--- Record excerpts ---

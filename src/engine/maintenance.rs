/* This Source Code Form is subject to the terms of the Mozilla Public
 * License, v. 2.0. If a copy of the MPL was not distributed with this
 * file, You can obtain one at https://mozilla.org/MPL/2.0/. */

use log::info;

use super::files::GuardTarget;
use super::{Engine, EngineError, Result};
use crate::config::{format_mode, parse_file_mode};
use crate::path::RelPath;

#[derive(Debug, Clone, PartialEq, Eq)]
pub struct CleanupOutcome {
    pub files_removed: Vec<String>,
    pub collections_removed: Vec<String>,
}

#[derive(Debug, Clone, Copy, PartialEq, Eq)]
pub struct ResetOutcome {
    pub files_disabled: usize,
    pub collections_disabled: usize,
}

impl Engine {
    /// Drop registered files no longer present on disk, then drop
    /// collections the sweep left empty.
    pub fn cleanup(&mut self) -> Result<CleanupOutcome> {
        let missing: Vec<RelPath> = self
            .secure
            .registry()
            .files()
            .iter()
            .filter(|f| !self.platform.file_exists(&self.secure.abs_path(&f.path)))
            .map(|f| f.path.clone())
            .collect();
        for rel in &missing {
            self.secure.registry_mut().unregister_file(rel, false)?;
            info!("cleanup: dropped missing file '{}'", rel);
        }
        let empty: Vec<String> = self
            .secure
            .registry()
            .collections()
            .iter()
            .filter(|c| c.files.is_empty())
            .map(|c| c.name.clone())
            .collect();
        for name in &empty {
            self.secure.registry_mut().remove_collection(name)?;
            info!("cleanup: dropped empty collection '{}'", name);
        }
        self.save_registry()?;
        Ok(CleanupOutcome {
            files_removed: missing.iter().map(|rel| rel.to_string()).collect(),
            collections_removed: empty,
        })
    }

    /// Disable guard everywhere. Nothing is unregistered.
    pub fn reset(&mut self) -> Result<ResetOutcome> {
        let all_files: Vec<RelPath> = self
            .secure
            .registry()
            .files()
            .iter()
            .map(|f| f.path.clone())
            .collect();
        let files_disabled = self
            .secure
            .registry()
            .files()
            .iter()
            .filter(|f| f.guard && self.platform.file_exists(&self.secure.abs_path(&f.path)))
            .count();
        self.set_rel_files_guard(&all_files, GuardTarget::Set(false), None, None)?;

        let guarded_collections: Vec<String> = self
            .secure
            .registry()
            .collections()
            .iter()
            .filter(|c| c.guard)
            .map(|c| c.name.clone())
            .collect();
        for name in &guarded_collections {
            self.secure.registry_mut().set_collection_guard(name, false)?;
        }
        self.save_registry()?;
        info!(
            "reset: disabled {} file(s), {} collection(s)",
            files_disabled,
            guarded_collections.len()
        );
        Ok(ResetOutcome {
            files_disabled,
            collections_disabled: guarded_collections.len(),
        })
    }

    /// Uninstall: reset, cleanup, then audit every remaining entry against
    /// its recorded metadata. Any discrepancy keeps the control file in
    /// place; on a clean audit the control file is deleted.
    pub fn destroy(&mut self) -> Result<()> {
        self.reset()?;
        self.cleanup()?;

        let mut problems: Vec<String> = vec![];
        for entry in self.secure.registry().files() {
            if entry.guard {
                problems.push(format!("'{}' still has guard enabled", entry.path));
                continue;
            }
            let abs = self.secure.abs_path(&entry.path);
            match self.platform.file_info(&abs) {
                Err(err) => problems.push(format!("'{}': {}", entry.path, err)),
                Ok(file_info) => {
                    let recorded = parse_file_mode(&entry.mode)?;
                    if file_info.mode != recorded {
                        problems.push(format!(
                            "'{}' has mode {}, recorded {}",
                            entry.path,
                            format_mode(file_info.mode),
                            entry.mode
                        ));
                    }
                    if !entry.owner.is_empty() && file_info.owner != entry.owner {
                        problems.push(format!(
                            "'{}' has owner '{}', recorded '{}'",
                            entry.path, file_info.owner, entry.owner
                        ));
                    }
                    if !entry.group.is_empty() && file_info.group != entry.group {
                        problems.push(format!(
                            "'{}' has group '{}', recorded '{}'",
                            entry.path, file_info.group, entry.group
                        ));
                    }
                }
            }
        }
        if !problems.is_empty() {
            return Err(EngineError::DestroyVerificationFailed(problems.join("\n")));
        }
        self.secure.delete_guardfile()?;
        info!("destroyed: guardfile deleted");
        Ok(())
    }
}
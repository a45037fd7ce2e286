/* This Source Code Form is subject to the terms of the Mozilla Public
 * License, v. 2.0. If a copy of the MPL was not distributed with this
 * file, You can obtain one at https://mozilla.org/MPL/2.0/. */

use std::path::Path;

use super::{Engine, EngineError, Result};
use crate::path::RelPath;

/// Entity an argument resolved to.
#[derive(Debug, Clone, PartialEq, Eq)]
pub enum Resolved {
    File(String),
    Folder(String),
    Collection(String),
}

/// Parallel lists in input order, one per entity kind.
#[derive(Debug, Default, Clone, PartialEq, Eq)]
pub struct ResolvedArgs {
    pub files: Vec<String>,
    pub folders: Vec<String>,
    pub collections: Vec<String>,
}

impl Engine {
    /// Strict resolution priority: directory on disk, regular file on disk,
    /// collection name, `@`-prefixed folder name, registered file path.
    pub fn resolve_argument(&self, arg: &str) -> Result<Resolved> {
        let path = Path::new(arg);
        if self.platform.is_dir(path) {
            return Ok(Resolved::Folder(arg.to_owned()));
        }
        if self.platform.file_exists(path) {
            return Ok(Resolved::File(arg.to_owned()));
        }
        if self.secure.registry().collection(arg).is_some() {
            return Ok(Resolved::Collection(arg.to_owned()));
        }
        if let Some(folder) = self.secure.registry().folder_by_name(&format!("@{arg}")) {
            return Ok(Resolved::Folder(folder.path.clone()));
        }
        if self
            .secure
            .registry()
            .is_registered_file(&RelPath::from(arg))
        {
            return Ok(Resolved::File(arg.to_owned()));
        }
        Err(EngineError::NotFound(arg.to_owned()))
    }

    /// Resolve a whole argument list, preserving order. Any unknown
    /// argument fails the entire resolution; no partial state.
    pub fn resolve_arguments(&self, args: &[String]) -> Result<ResolvedArgs> {
        let mut resolved = ResolvedArgs::default();
        for arg in args {
            match self.resolve_argument(arg)? {
                Resolved::File(file) => resolved.files.push(file),
                Resolved::Folder(folder) => resolved.folders.push(folder),
                Resolved::Collection(collection) => resolved.collections.push(collection),
            }
        }
        Ok(resolved)
    }
}
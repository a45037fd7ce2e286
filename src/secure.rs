/* This Source Code Form is subject to the terms of the Mozilla Public
 * License, v. 2.0. If a copy of the MPL was not distributed with this
 * file, You can obtain one at https://mozilla.org/MPL/2.0/. */

use std::env;
use std::fs;
use std::path::{Component, Path, PathBuf};

use log::debug;
use thiserror::Error;

use crate::config::Config;
use crate::guardfile::{self, GuardfileError};
use crate::path::{clean_path, RelPath};
use crate::registry::Registry;

type Result<T> = std::result::Result<T, SecurityError>;

#[derive(Error, Debug)]
pub enum SecurityError {
    #[error("'{0}' is a symbolic link, refusing to track it")]
    SymlinkRejected(String),
    #[error("'{0}' is outside the project root")]
    OutsideProjectRoot(String),
    #[error("guardfile tampering detected: {0}")]
    Tampering(String),
    #[error(transparent)]
    Guardfile(#[from] GuardfileError),
    #[error(transparent)]
    Io(#[from] std::io::Error),
}

/// Path-confinement wrapper around the registry.
///
/// Every path that reaches the registry goes through [`validate_path`]
/// first, and every load re-checks the stored paths, so a hand-edited
/// guardfile cannot point the tool at anything outside the project tree.
///
/// [`validate_path`]: SecureRegistry::validate_path
pub struct SecureRegistry {
    root: PathBuf,
    registry: Registry,
}

impl SecureRegistry {
    /// Load the control file under `root` and scan it for tampering.
    /// The registry is not exposed unless the scan passes.
    pub fn load(root: &Path) -> Result<Self> {
        let root = fs::canonicalize(root)?;
        let registry = guardfile::load(&root)?;
        let secure = SecureRegistry { root, registry };
        secure.scan_stored_paths()?;
        Ok(secure)
    }

    /// Initialize a fresh control file under `root`.
    pub fn create(root: &Path, config: Config, overwrite: bool) -> Result<Self> {
        let root = fs::canonicalize(root)?;
        if guardfile::exists(&root) && !overwrite {
            return Err(GuardfileError::AlreadyInitialized.into());
        }
        let registry = Registry::new(config);
        guardfile::save(&root, &registry)?;
        debug!("initialized guardfile at '{}'", root.display());
        Ok(SecureRegistry { root, registry })
    }

    pub fn root(&self) -> &Path {
        &self.root
    }

    pub fn guardfile_path(&self) -> PathBuf {
        guardfile::guardfile_path(&self.root)
    }

    pub fn registry(&self) -> &Registry {
        &self.registry
    }

    /// Mutable registry access. Paths handed to the registry through this
    /// must come out of [`SecureRegistry::validate_path`].
    pub fn registry_mut(&mut self) -> &mut Registry {
        &mut self.registry
    }

    pub fn save(&self) -> std::result::Result<(), GuardfileError> {
        guardfile::save(&self.root, &self.registry)
    }

    pub fn delete_guardfile(&self) -> std::result::Result<(), GuardfileError> {
        guardfile::delete(&self.root)
    }

    /// Validate a user-supplied path and return its canonical
    /// project-relative form.
    ///
    /// Symbolic links are rejected outright; nonexistent paths are tolerated
    /// (registration must work for files mid-deletion), as is anything that
    /// cleans to a location inside the project root. Cleaning is lexical so
    /// link targets never leak into the stored form.
    pub fn validate_path(&self, raw: &Path) -> Result<RelPath> {
        let display = raw.display().to_string();
        let abs = if raw.is_absolute() {
            raw.to_path_buf()
        } else {
            env::current_dir()?.join(raw)
        };
        let is_symlink = fs::symlink_metadata(&abs)
            .map(|meta| meta.file_type().is_symlink())
            .unwrap_or(false);
        if is_symlink {
            return Err(SecurityError::SymlinkRejected(display));
        }
        let cleaned = clean_path(&abs);
        let rel = cleaned
            .strip_prefix(&self.root)
            .map_err(|_| SecurityError::OutsideProjectRoot(display.clone()))?;
        if rel.as_os_str().is_empty() {
            return Err(SecurityError::OutsideProjectRoot(display));
        }
        Ok(RelPath::from(rel.to_string_lossy().into_owned()))
    }

    /// Relative form used in user-facing messages.
    pub fn display_path(&self, abs: &Path) -> String {
        abs.strip_prefix(&self.root)
            .unwrap_or(abs)
            .display()
            .to_string()
    }

    /// Absolute on-disk location of a stored path.
    pub fn abs_path(&self, rel: &RelPath) -> PathBuf {
        self.root.join(rel.as_str())
    }

    fn scan_stored_paths(&self) -> Result<()> {
        for file in self.registry.files() {
            self.check_stored_path(file.path.as_str())?;
        }
        for collection in self.registry.collections() {
            for member in &collection.files {
                self.check_stored_path(member.as_str())?;
            }
        }
        for folder in self.registry.folders() {
            let stripped = folder.path.strip_prefix("./").unwrap_or(&folder.path);
            self.check_stored_path(stripped)?;
        }
        Ok(())
    }

    fn check_stored_path(&self, stored: &str) -> Result<()> {
        let path = Path::new(stored);
        let escapes = path.is_absolute()
            || stored.is_empty()
            || path
                .components()
                .any(|c| matches!(c, Component::ParentDir | Component::CurDir));
        if escapes {
            return Err(SecurityError::Tampering(format!(
                "stored path '{stored}' escapes the project root"
            )));
        }
        let abs = self.root.join(stored);
        let is_symlink = fs::symlink_metadata(&abs)
            .map(|meta| meta.file_type().is_symlink())
            .unwrap_or(false);
        if is_symlink {
            return Err(SecurityError::Tampering(format!(
                "stored path '{stored}' is a symbolic link on disk"
            )));
        }
        Ok(())
    }
}

#[cfg(test)]
mod tests {
    use std::os::unix::fs::symlink;

    use tempfile::TempDir;

    use super::*;
    use crate::guardfile::guardfile_path;

    fn config() -> Config {
        Config {
            guard_mode: "0640".to_owned(),
            guard_owner: "".to_owned(),
            guard_group: "".to_owned(),
        }
    }

    fn init(root: &TempDir) -> SecureRegistry {
        SecureRegistry::create(root.path(), config(), false).unwrap()
    }

    #[test]
    fn test_create_then_load() {
        let root = TempDir::new().unwrap();
        init(&root);
        let secure = SecureRegistry::load(root.path()).unwrap();
        assert_eq!("0640", secure.registry().config.guard_mode);
    }

    #[test]
    fn test_create_twice_requires_overwrite() {
        let root = TempDir::new().unwrap();
        init(&root);
        assert!(matches!(
            SecureRegistry::create(root.path(), config(), false),
            Err(SecurityError::Guardfile(GuardfileError::AlreadyInitialized))
        ));
        SecureRegistry::create(root.path(), config(), true).unwrap();
    }

    #[test]
    fn test_validate_path_inside_root() {
        let root = TempDir::new().unwrap();
        let secure = init(&root);
        fs::write(root.path().join("a.txt"), "x").unwrap();

        let rel = secure
            .validate_path(&secure.root().join("sub/./a/../b.txt"))
            .unwrap();
        assert_eq!(RelPath::from("sub/b.txt"), rel);
        // nonexistent paths are fine as long as they stay inside
        let rel = secure.validate_path(&secure.root().join("ghost.txt")).unwrap();
        assert_eq!(RelPath::from("ghost.txt"), rel);
    }

    #[test]
    fn test_validate_path_rejects_escape() {
        let root = TempDir::new().unwrap();
        let secure = init(&root);
        assert!(matches!(
            secure.validate_path(Path::new("/etc/passwd")),
            Err(SecurityError::OutsideProjectRoot(_))
        ));
        assert!(matches!(
            secure.validate_path(&secure.root().join("a/../../outside.txt")),
            Err(SecurityError::OutsideProjectRoot(_))
        ));
        assert!(matches!(
            secure.validate_path(secure.root()),
            Err(SecurityError::OutsideProjectRoot(_))
        ));
    }

    #[test]
    fn test_validate_path_rejects_symlink() {
        let root = TempDir::new().unwrap();
        let secure = init(&root);
        fs::write(root.path().join("foo.txt"), "x").unwrap();
        symlink(root.path().join("foo.txt"), root.path().join("bar.txt")).unwrap();

        assert!(matches!(
            secure.validate_path(&secure.root().join("bar.txt")),
            Err(SecurityError::SymlinkRejected(_))
        ));
    }

    #[test]
    fn test_load_detects_traversal_tampering() {
        let root = TempDir::new().unwrap();
        let text = "\
config:
  guard_mode: \"0640\"
  guard_owner: \"\"
  guard_group: \"\"
files:
  - path: \"../outside.txt\"
    mode: \"0644\"
    owner: \"\"
    group: \"\"
    guard: false
";
        fs::write(guardfile_path(root.path()), text).unwrap();
        assert!(matches!(
            SecureRegistry::load(root.path()),
            Err(SecurityError::Tampering(_))
        ));
    }

    #[test]
    fn test_load_detects_symlink_tampering() {
        let root = TempDir::new().unwrap();
        let mut secure = init(&root);
        fs::write(root.path().join("foo.txt"), "x").unwrap();
        let rel = secure.validate_path(&root.path().join("foo.txt")).unwrap();
        secure
            .registry_mut()
            .register_file(rel, "0644".into(), "".into(), "".into())
            .unwrap();
        secure.save().unwrap();

        fs::remove_file(root.path().join("foo.txt")).unwrap();
        symlink("/etc/passwd", root.path().join("foo.txt")).unwrap();

        assert!(matches!(
            SecureRegistry::load(root.path()),
            Err(SecurityError::Tampering(_))
        ));
    }

    #[test]
    fn test_display_path() {
        let root = TempDir::new().unwrap();
        let secure = init(&root);
        assert_eq!(
            "sub/a.txt",
            secure.display_path(&secure.root().join("sub/a.txt"))
        );
    }
}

---

[Your task] Make a copy of each line in the records that has the word "cleaned".

[Response to this task]
        let cleaned = clean_path(&abs);
        let rel = cleaned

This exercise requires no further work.